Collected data
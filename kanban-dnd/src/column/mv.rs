//! MoveColumn command

use crate::outcome::{MoveOutcome, Rejection};
use crate::store::Reorder;
use crate::types::{Board, ColumnId};
use serde::{Deserialize, Serialize};

/// Move a column to the position currently held by another column.
///
/// This is a single-element list move, not a swap: the columns between the
/// two positions shift by one.
#[derive(Debug, Clone, PartialEq, Eq, Serialize, Deserialize)]
pub struct MoveColumn {
    /// The column being dragged
    pub column: ColumnId,
    /// The column it was dropped on
    pub target: ColumnId,
}

impl MoveColumn {
    pub fn new(column: impl Into<ColumnId>, target: impl Into<ColumnId>) -> Self {
        Self {
            column: column.into(),
            target: target.into(),
        }
    }
}

impl Reorder for MoveColumn {
    fn op(&self) -> &'static str {
        "move column"
    }

    fn apply(&self, board: &Board) -> MoveOutcome {
        if self.column == self.target {
            return MoveOutcome::Unchanged(Rejection::SameColumn {
                id: self.column.clone(),
            });
        }

        let Some(source_index) = board.column_index(&self.column) else {
            return MoveOutcome::Unchanged(Rejection::UnknownColumn {
                id: self.column.clone(),
            });
        };
        let Some(target_index) = board.column_index(&self.target) else {
            return MoveOutcome::Unchanged(Rejection::UnknownColumn {
                id: self.target.clone(),
            });
        };

        let mut next = board.columns().to_vec();
        let moved = next.remove(source_index);
        next.insert(target_index, moved);

        MoveOutcome::Moved(Board::from_shared(next))
    }
}
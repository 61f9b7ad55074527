//! Board invariant checks

use crate::error::{DndError, Result};
use crate::types::Board;
use std::collections::HashSet;

impl Board {
    /// Check that column IDs are unique and that every card ID appears exactly
    /// once across the whole board.
    pub fn validate(&self) -> Result<()> {
        let mut columns = HashSet::new();
        let mut cards = HashSet::new();

        for column in self.columns() {
            if !columns.insert(&column.id) {
                return Err(DndError::duplicate_id("column", column.id.as_str()));
            }
            for card in &column.items {
                if !cards.insert(&card.id) {
                    return Err(DndError::duplicate_id("card", card.id.as_str()));
                }
            }
        }

        Ok(())
    }
}

#[cfg(test)]
mod tests {
    use crate::types::{Board, Card, Column};
    use crate::DndError;

    #[test]
    fn test_valid_board() {
        let board = Board::try_new([
            Column::new("c1", "One").with_card(Card::new("a", "A")),
            Column::new("c2", "Two").with_card(Card::new("b", "B")),
        ]);
        assert!(board.is_ok());
    }

    #[test]
    fn test_duplicate_card_across_columns() {
        let err = Board::try_new([
            Column::new("c1", "One").with_card(Card::new("a", "A")),
            Column::new("c2", "Two").with_card(Card::new("a", "A again")),
        ])
        .unwrap_err();
        assert!(matches!(err, DndError::DuplicateId { ref item_type, .. } if item_type == "card"));
    }

    #[test]
    fn test_duplicate_column() {
        let err = Board::try_new([Column::new("c1", "One"), Column::new("c1", "Also one")])
            .unwrap_err();
        assert_eq!(err.to_string(), "duplicate column ID: c1");
    }
}
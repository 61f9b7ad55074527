//! Built-in demo board.
//!
//! `demo_board()` returns the three-column board used when no seed file is
//! supplied. The seed is embedded YAML so it stays readable and editable.

use crate::types::Board;

const DEMO_BOARD_YAML: &str = include_str!("../builtin/demo-board.yaml");

/// The built-in demo board: `column-1` (task-1..3), `column-2` (task-4..5),
/// `column-3` (task-6).
pub fn demo_board() -> Board {
    Board::from_yaml(DEMO_BOARD_YAML).expect("built-in demo board must be valid")
}
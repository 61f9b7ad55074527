//! Pointer geometry and insertion side for card drops.

use serde::{Deserialize, Serialize};

/// Which edge of a hovered card the dragged card lands against
#[derive(Debug, Clone, Copy, PartialEq, Eq, Hash, Serialize, Deserialize)]
#[serde(rename_all = "snake_case")]
pub enum InsertionSide {
    /// Insert immediately before the hovered card
    Top,
    /// Insert immediately after the hovered card
    Bottom,
}

impl InsertionSide {
    /// Pick the side from the pointer's height within the hovered card.
    ///
    /// Strictly above the vertical midpoint is `Top`; the midpoint itself and
    /// anything below it is `Bottom`.
    pub fn from_pointer(pointer: Point, bounds: Rect) -> Self {
        if pointer.y < bounds.mid_y() {
            Self::Top
        } else {
            Self::Bottom
        }
    }

    /// Index offset relative to the hovered card's index
    pub fn offset(self) -> usize {
        match self {
            Self::Top => 0,
            Self::Bottom => 1,
        }
    }

    pub fn as_str(self) -> &'static str {
        match self {
            Self::Top => "top",
            Self::Bottom => "bottom",
        }
    }
}

impl std::fmt::Display for InsertionSide {
    fn fmt(&self, f: &mut std::fmt::Formatter<'_>) -> std::fmt::Result {
        f.write_str(self.as_str())
    }
}

impl std::str::FromStr for InsertionSide {
    type Err = crate::DndError;

    fn from_str(s: &str) -> crate::Result<Self> {
        match s.trim().to_ascii_lowercase().as_str() {
            "top" => Ok(Self::Top),
            "bottom" => Ok(Self::Bottom),
            other => Err(crate::DndError::parse(format!(
                "insertion side must be 'top' or 'bottom', got '{other}'"
            ))),
        }
    }
}

/// Pointer coordinates in the renderer's client space
#[derive(Debug, Clone, Copy, Default, PartialEq, Serialize, Deserialize)]
pub struct Point {
    pub x: f64,
    pub y: f64,
}

impl Point {
    pub fn new(x: f64, y: f64) -> Self {
        Self { x, y }
    }
}

/// Bounding box of the element under the pointer
#[derive(Debug, Clone, Copy, Default, PartialEq, Serialize, Deserialize)]
pub struct Rect {
    pub left: f64,
    pub top: f64,
    pub width: f64,
    pub height: f64,
}

impl Rect {
    pub fn new(left: f64, top: f64, width: f64, height: f64) -> Self {
        Self {
            left,
            top,
            width,
            height,
        }
    }

    /// Vertical midpoint
    pub fn mid_y(&self) -> f64 {
        self.top + self.height / 2.0
    }
}
//! Core types for the drag-and-drop engine

mod board;
mod ids;
mod position;

// Re-export all types
pub use board::{Board, Card, Column};
pub use ids::{CardId, ColumnId};
pub use position::{InsertionSide, Point, Rect};
use clap::Parser;
use std::process::ExitCode;

mod cli;
mod commands;
mod config;
mod render;

use cli::Cli;
use config::CliConfig;

const EXIT_SUCCESS: u8 = 0;
const EXIT_ERROR: u8 = 1;
const EXIT_CONFIG_ERROR: u8 = 2;

fn main() -> ExitCode {
    let cli = Cli::parse();

    let config = match std::env::current_dir()
        .map_err(anyhow::Error::from)
        .and_then(|dir| CliConfig::load(&dir).map_err(anyhow::Error::from))
    {
        Ok(config) => config,
        Err(e) => {
            eprintln!("Error: invalid configuration: {e}");
            return ExitCode::from(EXIT_CONFIG_ERROR);
        }
    };

    configure_logging(&cli, &config);

    let stdout = std::io::stdout();
    let mut out = stdout.lock();
    match commands::run(&cli, &config, &mut out) {
        Ok(()) => ExitCode::from(EXIT_SUCCESS),
        Err(e) => {
            eprintln!("Error: {e:#}");
            ExitCode::from(EXIT_ERROR)
        }
    }
}

fn configure_logging(cli: &Cli, config: &CliConfig) {
    use tracing_subscriber::{fmt, prelude::*, registry, EnvFilter};

    let log_level = if cli.quiet {
        "error"
    } else if cli.debug {
        "debug"
    } else if cli.verbose {
        "trace"
    } else {
        config.log_level.as_str()
    };

    // RUST_LOG wins over flags and config
    let filter = EnvFilter::try_from_default_env().unwrap_or_else(|_| EnvFilter::new(log_level));

    registry()
        .with(filter)
        .with(fmt::layer().with_writer(std::io::stderr))
        .init();
}
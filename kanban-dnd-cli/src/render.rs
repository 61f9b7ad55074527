//! Board and replay output.
//!
//! Table output uses comfy-table; JSON and YAML go through serde.

use crate::cli::OutputFormat;
use anyhow::Result;
use comfy_table::{presets::UTF8_FULL, Cell, ContentArrangement, Table};
use kanban_dnd::{Board, CardId, Dispatch, DndEngine, DragEvent, DragSession, InsertionSide};
use serde::Serialize;
use std::io::Write;

/// Create a table that wraps to the terminal width
pub fn new_table() -> Table {
    let mut table = Table::new();
    table.load_preset(UTF8_FULL);
    table.set_content_arrangement(ContentArrangement::Dynamic);
    table
}

/// Columns side by side, cards top to bottom.
///
/// `indicator` marks the hovered card with the edge a drop would land on.
pub fn board_table(board: &Board, indicator: impl Fn(&CardId) -> Option<InsertionSide>) -> Table {
    let mut table = new_table();
    table.set_header(
        board
            .columns()
            .iter()
            .map(|column| Cell::new(format!("{} [{}]", column.title, column.id))),
    );

    let depth = board.columns().iter().map(|c| c.len()).max().unwrap_or(0);
    for row in 0..depth {
        table.add_row(board.columns().iter().map(|column| {
            let text = column
                .items
                .get(row)
                .map(|card| match indicator(&card.id) {
                    Some(InsertionSide::Top) => format!("▲ {}: {}", card.id, card.text),
                    Some(InsertionSide::Bottom) => format!("▼ {}: {}", card.id, card.text),
                    None => format!("{}: {}", card.id, card.text),
                })
                .unwrap_or_default();
            Cell::new(text)
        }));
    }

    if board.columns().iter().any(|c| c.is_empty()) {
        table.add_row(board.columns().iter().map(|column| {
            Cell::new(if column.is_empty() { "(empty)" } else { "" })
        }));
    }

    table
}

/// Print a board in the requested format
pub fn board(out: &mut impl Write, board: &Board, format: OutputFormat) -> Result<()> {
    match format {
        OutputFormat::Table => writeln!(out, "{}", board_table(board, |_| None))?,
        OutputFormat::Json => writeln!(out, "{}", serde_json::to_string_pretty(board)?)?,
        OutputFormat::Yaml => write!(out, "{}", serde_yaml_ng::to_string(board)?)?,
    }
    Ok(())
}

#[derive(Serialize)]
struct TraceEntry<'a> {
    index: usize,
    event: &'a DragEvent,
    result: &'a Dispatch,
}

#[derive(Serialize)]
struct ReplayReport<'a> {
    revision: u64,
    session: &'a DragSession,
    board: &'a Board,
    #[serde(skip_serializing_if = "Option::is_none")]
    trace: Option<Vec<TraceEntry<'a>>>,
}

/// Print the outcome of a replayed script
pub fn replay(
    out: &mut impl Write,
    engine: &DndEngine,
    events: &[DragEvent],
    dispatches: &[Dispatch],
    trace: bool,
    format: OutputFormat,
) -> Result<()> {
    let entries = trace.then(|| {
        events
            .iter()
            .zip(dispatches)
            .enumerate()
            .map(|(index, (event, result))| TraceEntry {
                index,
                event,
                result,
            })
            .collect::<Vec<_>>()
    });

    match format {
        OutputFormat::Table => {
            if let Some(entries) = &entries {
                let mut table = new_table();
                table.set_header(["#", "Event", "Target", "Effect"]);
                for entry in entries {
                    table.add_row([
                        entry.index.to_string(),
                        entry.event.name().to_string(),
                        entry
                            .event
                            .target()
                            .map(ToString::to_string)
                            .unwrap_or_default(),
                        entry.result.effect.to_string(),
                    ]);
                }
                writeln!(out, "{table}")?;
            }
            writeln!(out, "{}", board_table(engine.board(), |card| engine.indicator_for(card)))?;
            writeln!(out, "revision {}", engine.revision())?;
            if !engine.session().is_idle() {
                writeln!(out, "drag still in progress: {:?}", engine.session())?;
            }
        }
        OutputFormat::Json | OutputFormat::Yaml => {
            let report = ReplayReport {
                revision: engine.revision(),
                session: engine.session(),
                board: engine.board(),
                trace: entries,
            };
            if format == OutputFormat::Json {
                writeln!(out, "{}", serde_json::to_string_pretty(&report)?)?;
            } else {
                write!(out, "{}", serde_yaml_ng::to_string(&report)?)?;
            }
        }
    }
    Ok(())
}
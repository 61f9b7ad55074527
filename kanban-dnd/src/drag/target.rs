//! Hit targets reported by the renderer

use crate::types::{CardId, ColumnId};
use serde::{Deserialize, Serialize};

/// The most specific element under the pointer when an event fired
#[derive(Debug, Clone, PartialEq, Eq, Hash, Serialize, Deserialize)]
#[serde(tag = "kind", rename_all = "snake_case")]
pub enum DragTarget {
    /// A card
    Card { column: ColumnId, card: CardId },
    /// The always-visible drop zone after the last card of a column
    ListEnd { column: ColumnId },
    /// The placeholder shown in a column with no cards
    EmptyColumn { column: ColumnId },
    /// The card area of a column, outside any card or zone
    ColumnBody { column: ColumnId },
    /// The column's title bar and frame
    ColumnHeader { column: ColumnId },
    /// Anywhere that is not part of a column
    Outside,
}

impl DragTarget {
    pub fn card(column: impl Into<ColumnId>, card: impl Into<CardId>) -> Self {
        Self::Card {
            column: column.into(),
            card: card.into(),
        }
    }

    pub fn list_end(column: impl Into<ColumnId>) -> Self {
        Self::ListEnd {
            column: column.into(),
        }
    }

    pub fn empty_column(column: impl Into<ColumnId>) -> Self {
        Self::EmptyColumn {
            column: column.into(),
        }
    }

    pub fn column_body(column: impl Into<ColumnId>) -> Self {
        Self::ColumnBody {
            column: column.into(),
        }
    }

    pub fn column_header(column: impl Into<ColumnId>) -> Self {
        Self::ColumnHeader {
            column: column.into(),
        }
    }
}

impl std::fmt::Display for DragTarget {
    fn fmt(&self, f: &mut std::fmt::Formatter<'_>) -> std::fmt::Result {
        match self {
            Self::Card { column, card } => write!(f, "card {card} in {column}"),
            Self::ListEnd { column } => write!(f, "end of {column}"),
            Self::EmptyColumn { column } => write!(f, "empty {column}"),
            Self::ColumnBody { column } => write!(f, "body of {column}"),
            Self::ColumnHeader { column } => write!(f, "header of {column}"),
            Self::Outside => f.write_str("outside"),
        }
    }
}

#[cfg(test)]
mod tests {
    use super::*;

    #[test]
    fn test_target_display() {
        assert_eq!(DragTarget::card("c1", "a").to_string(), "card a in c1");
        assert_eq!(DragTarget::list_end("c2").to_string(), "end of c2");
    }

    #[test]
    fn test_target_yaml() {
        let target: DragTarget =
            serde_yaml_ng::from_str("{ kind: card, column: c1, card: a }").unwrap();
        assert_eq!(target, DragTarget::card("c1", "a"));

        let outside: DragTarget = serde_yaml_ng::from_str("kind: outside").unwrap();
        assert_eq!(outside, DragTarget::Outside);
    }
}
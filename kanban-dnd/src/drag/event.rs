//! Pointer events fed to the drag controller

use super::target::DragTarget;
use crate::types::{Point, Rect};
use serde::{Deserialize, Serialize};

/// A pointer-gesture callback, already resolved to its most specific target
#[derive(Debug, Clone, PartialEq, Serialize, Deserialize)]
#[serde(tag = "event", rename_all = "snake_case")]
pub enum DragEvent {
    /// A drag gesture began on `target`
    DragStart { target: DragTarget },
    /// The pointer moved over `target` during a drag
    DragOver {
        target: DragTarget,
        /// Pointer position
        #[serde(default)]
        pointer: Point,
        /// Bounding box of `target`
        #[serde(default)]
        bounds: Rect,
    },
    /// The pointer left `target`
    DragLeave { target: DragTarget },
    /// The dragged element was released over `target`
    Drop { target: DragTarget },
    /// The input system ended the gesture (after a drop, or on cancel)
    DragEnd,
}

impl DragEvent {
    /// Short event name, as used in gesture scripts
    pub fn name(&self) -> &'static str {
        match self {
            Self::DragStart { .. } => "drag_start",
            Self::DragOver { .. } => "drag_over",
            Self::DragLeave { .. } => "drag_leave",
            Self::Drop { .. } => "drop",
            Self::DragEnd => "drag_end",
        }
    }

    pub fn target(&self) -> Option<&DragTarget> {
        match self {
            Self::DragStart { target }
            | Self::DragOver { target, .. }
            | Self::DragLeave { target }
            | Self::Drop { target } => Some(target),
            Self::DragEnd => None,
        }
    }
}
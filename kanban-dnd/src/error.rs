//! Error types for the drag-and-drop engine
//!
//! Only loading and validation fail. Reorder commands never return an error;
//! a move that cannot be applied leaves the board alone and reports a
//! [`Rejection`](crate::Rejection) instead.

use std::path::PathBuf;
use thiserror::Error;

/// Result type for engine operations
pub type Result<T> = std::result::Result<T, DndError>;

/// Errors that can occur while loading or validating boards and scripts
#[derive(Debug, Error)]
pub enum DndError {
    /// Duplicate ID on the board
    #[error("duplicate {item_type} ID: {id}")]
    DuplicateId { item_type: String, id: String },

    /// Parse error
    #[error("parse error: {message}")]
    Parse { message: String },

    /// File extension does not map to a known seed format
    #[error("unknown file format: {path}")]
    UnknownFormat { path: PathBuf },

    /// IO error
    #[error("IO error: {0}")]
    Io(#[from] std::io::Error),

    /// JSON serialization error
    #[error("JSON error: {0}")]
    Json(#[from] serde_json::Error),

    /// YAML serialization error
    #[error("YAML error: {0}")]
    Yaml(#[from] serde_yaml_ng::Error),
}

impl DndError {
    /// Create a parse error
    pub fn parse(message: impl Into<String>) -> Self {
        Self::Parse {
            message: message.into(),
        }
    }

    /// Create a duplicate ID error
    pub fn duplicate_id(item_type: impl Into<String>, id: impl Into<String>) -> Self {
        Self::DuplicateId {
            item_type: item_type.into(),
            id: id.into(),
        }
    }
}

#[cfg(test)]
mod tests {
    use super::*;

    #[test]
    fn test_error_display() {
        let err = DndError::duplicate_id("card", "task-1");
        assert_eq!(err.to_string(), "duplicate card ID: task-1");
    }

    #[test]
    fn test_parse_error() {
        let err = DndError::parse("unexpected token");
        assert!(err.to_string().contains("unexpected token"));
    }

    #[test]
    fn test_unknown_format_names_path() {
        let err = DndError::UnknownFormat {
            path: PathBuf::from("board.txt"),
        };
        assert_eq!(err.to_string(), "unknown file format: board.txt");
    }
}
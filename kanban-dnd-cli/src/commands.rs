//! Subcommand handlers.

use crate::cli::{Cli, Commands, OutputFormat};
use crate::config::CliConfig;
use crate::render;
use anyhow::{anyhow, Context, Result};
use kanban_dnd::{
    demo_board, Board, CardId, ColumnId, DndEngine, GestureScript, MoveCard, MoveColumn,
    Rejection,
};
use std::io::Write;
use std::path::Path;
use tracing::{info, warn};

/// Run the parsed command, writing results to `out`
pub fn run(cli: &Cli, config: &CliConfig, out: &mut impl Write) -> Result<()> {
    let format = cli.format.unwrap_or(config.format);
    let board = load_board(cli.board.as_deref().or(config.board.as_deref()))?;

    match &cli.command {
        Commands::Show => render::board(out, &board, format),
        Commands::Validate => {
            writeln!(
                out,
                "ok: {} columns, {} cards",
                board.len(),
                board.card_ids().len()
            )?;
            Ok(())
        }
        Commands::Replay { script, trace } => replay(out, board, script, *trace, format),
        Commands::MoveCard {
            card,
            from,
            to,
            onto,
            side,
        } => {
            let card = CardId::from(card.as_str());
            let from = match from {
                Some(from) => ColumnId::from(from.as_str()),
                None => board
                    .locate_card(&card)
                    .map(|(column, _)| column.clone())
                    .ok_or_else(|| anyhow!("card not found: {card}"))?,
            };
            let command = MoveCard::new(card, from, to.as_str())
                .with_target_item(onto.as_deref().map(CardId::from))
                .with_side(side.map(Into::into));

            let mut engine = DndEngine::new(board);
            report(engine.apply(&command));
            render::board(out, engine.board(), format)
        }
        Commands::MoveColumn { column, onto } => {
            let mut engine = DndEngine::new(board);
            report(engine.apply(&MoveColumn::new(column.as_str(), onto.as_str())));
            render::board(out, engine.board(), format)
        }
    }
}

fn load_board(path: Option<&Path>) -> Result<Board> {
    match path {
        Some(path) => Board::from_path(path)
            .with_context(|| format!("failed to load board from {}", path.display())),
        None => Ok(demo_board()),
    }
}

fn replay(
    out: &mut impl Write,
    board: Board,
    script: &Path,
    trace: bool,
    format: OutputFormat,
) -> Result<()> {
    let script = GestureScript::from_path(script)
        .with_context(|| format!("failed to load gesture script from {}", script.display()))?;

    let mut engine = DndEngine::new(board);
    let dispatches = script.replay(&mut engine);
    info!(
        events = script.len(),
        revision = engine.revision(),
        "replay finished"
    );

    render::replay(out, &engine, script.events(), &dispatches, trace, format)
}

fn report(result: Result<u64, Rejection>) {
    match result {
        Ok(revision) => info!(revision, "board updated"),
        Err(rejection) => {
            warn!(%rejection, "board unchanged");
            eprintln!("Warning: board unchanged: {rejection}");
        }
    }
}
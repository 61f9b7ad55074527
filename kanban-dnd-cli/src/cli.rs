use clap::{Parser, Subcommand, ValueEnum};
use kanban_dnd::InsertionSide;
use serde::{Deserialize, Serialize};
use std::path::PathBuf;

#[derive(ValueEnum, Clone, Copy, Debug, PartialEq, Eq, Default, Serialize, Deserialize)]
#[serde(rename_all = "lowercase")]
pub enum OutputFormat {
    #[default]
    Table,
    Json,
    Yaml,
}

// The library's InsertionSide doesn't derive ValueEnum
#[derive(ValueEnum, Clone, Copy, Debug, PartialEq, Eq)]
pub enum SideArg {
    Top,
    Bottom,
}

impl From<SideArg> for InsertionSide {
    fn from(arg: SideArg) -> Self {
        match arg {
            SideArg::Top => InsertionSide::Top,
            SideArg::Bottom => InsertionSide::Bottom,
        }
    }
}

#[derive(Parser, Debug)]
#[command(name = "kanban-dnd")]
#[command(version)]
#[command(about = "Replay drag-and-drop gestures against a kanban board")]
#[command(long_about = "
kanban-dnd loads a board seed (YAML or JSON), feeds pointer events through the
drag-and-drop engine and prints the resulting arrangement. Without --board the
built-in demo board is used.

Configuration is read from kanban-dnd.toml or kanban-dnd.yaml in the current
directory and from KANBAN_DND_* environment variables; flags take precedence.")]
pub struct Cli {
    /// Board seed file (.yaml, .yml or .json)
    #[arg(long, global = true, value_name = "FILE")]
    pub board: Option<PathBuf>,

    /// Output format
    #[arg(long, value_enum, global = true)]
    pub format: Option<OutputFormat>,

    /// Only log errors
    #[arg(short, long, global = true)]
    pub quiet: bool,

    /// Enable debug logging
    #[arg(short, long, global = true)]
    pub debug: bool,

    /// Enable trace logging
    #[arg(short, long, global = true)]
    pub verbose: bool,

    #[command(subcommand)]
    pub command: Commands,
}

#[derive(Subcommand, Debug)]
pub enum Commands {
    /// Print the board
    Show,
    /// Check the board seed for duplicate column or card IDs
    Validate,
    /// Replay a gesture script of pointer events
    Replay {
        /// Script file (.yaml, .yml or .json)
        script: PathBuf,
        /// Print what every event did
        #[arg(long)]
        trace: bool,
    },
    /// Move a card, as if dragged and dropped
    MoveCard {
        /// Card to move
        card: String,
        /// Column the card is in (looked up when omitted)
        #[arg(long)]
        from: Option<String>,
        /// Column to drop into
        #[arg(long)]
        to: String,
        /// Card to drop against; appends to the end when omitted
        #[arg(long)]
        onto: Option<String>,
        /// Edge of --onto to insert against
        #[arg(long, value_enum, requires = "onto")]
        side: Option<SideArg>,
    },
    /// Move a column to the position of another column
    MoveColumn {
        /// Column to move
        column: String,
        /// Column whose position it takes
        #[arg(long)]
        onto: String,
    },
}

Prompt:
Begin at the first line of the records above and restate each line word for word, stopping after the line with "let moved = next.remove(source_index);".

Finished task:
filename kanban-dnd/src/column/mv.rs
//! MoveColumn command

use crate::outcome::{MoveOutcome, Rejection};
use crate::store::Reorder;
use crate::types::{Board, ColumnId};
use serde::{Deserialize, Serialize};

/// Move a column to the position currently held by another column.
///
/// This is a single-element list move, not a swap: the columns between the
/// two positions shift by one.
#[derive(Debug, Clone, PartialEq, Eq, Serialize, Deserialize)]
pub struct MoveColumn {
    /// The column being dragged
    pub column: ColumnId,
    /// The column it was dropped on
    pub target: ColumnId,
}

impl MoveColumn {
    pub fn new(column: impl Into<ColumnId>, target: impl Into<ColumnId>) -> Self {
        Self {
            column: column.into(),
            target: target.into(),
        }
    }
}

impl Reorder for MoveColumn {
    fn op(&self) -> &'static str {
        "move column"
    }

    fn apply(&self, board: &Board) -> MoveOutcome {
        if self.column == self.target {
            return MoveOutcome::Unchanged(Rejection::SameColumn {
                id: self.column.clone(),
            });
        }

        let Some(source_index) = board.column_index(&self.column) else {
            return MoveOutcome::Unchanged(Rejection::UnknownColumn {
                id: self.column.clone(),
            });
        };
        let Some(target_index) = board.column_index(&self.target) else {
            return MoveOutcome::Unchanged(Rejection::UnknownColumn {
                id: self.target.clone(),
            });
        };

        let mut next = board.columns().to_vec();
        let moved = next.remove(source_index);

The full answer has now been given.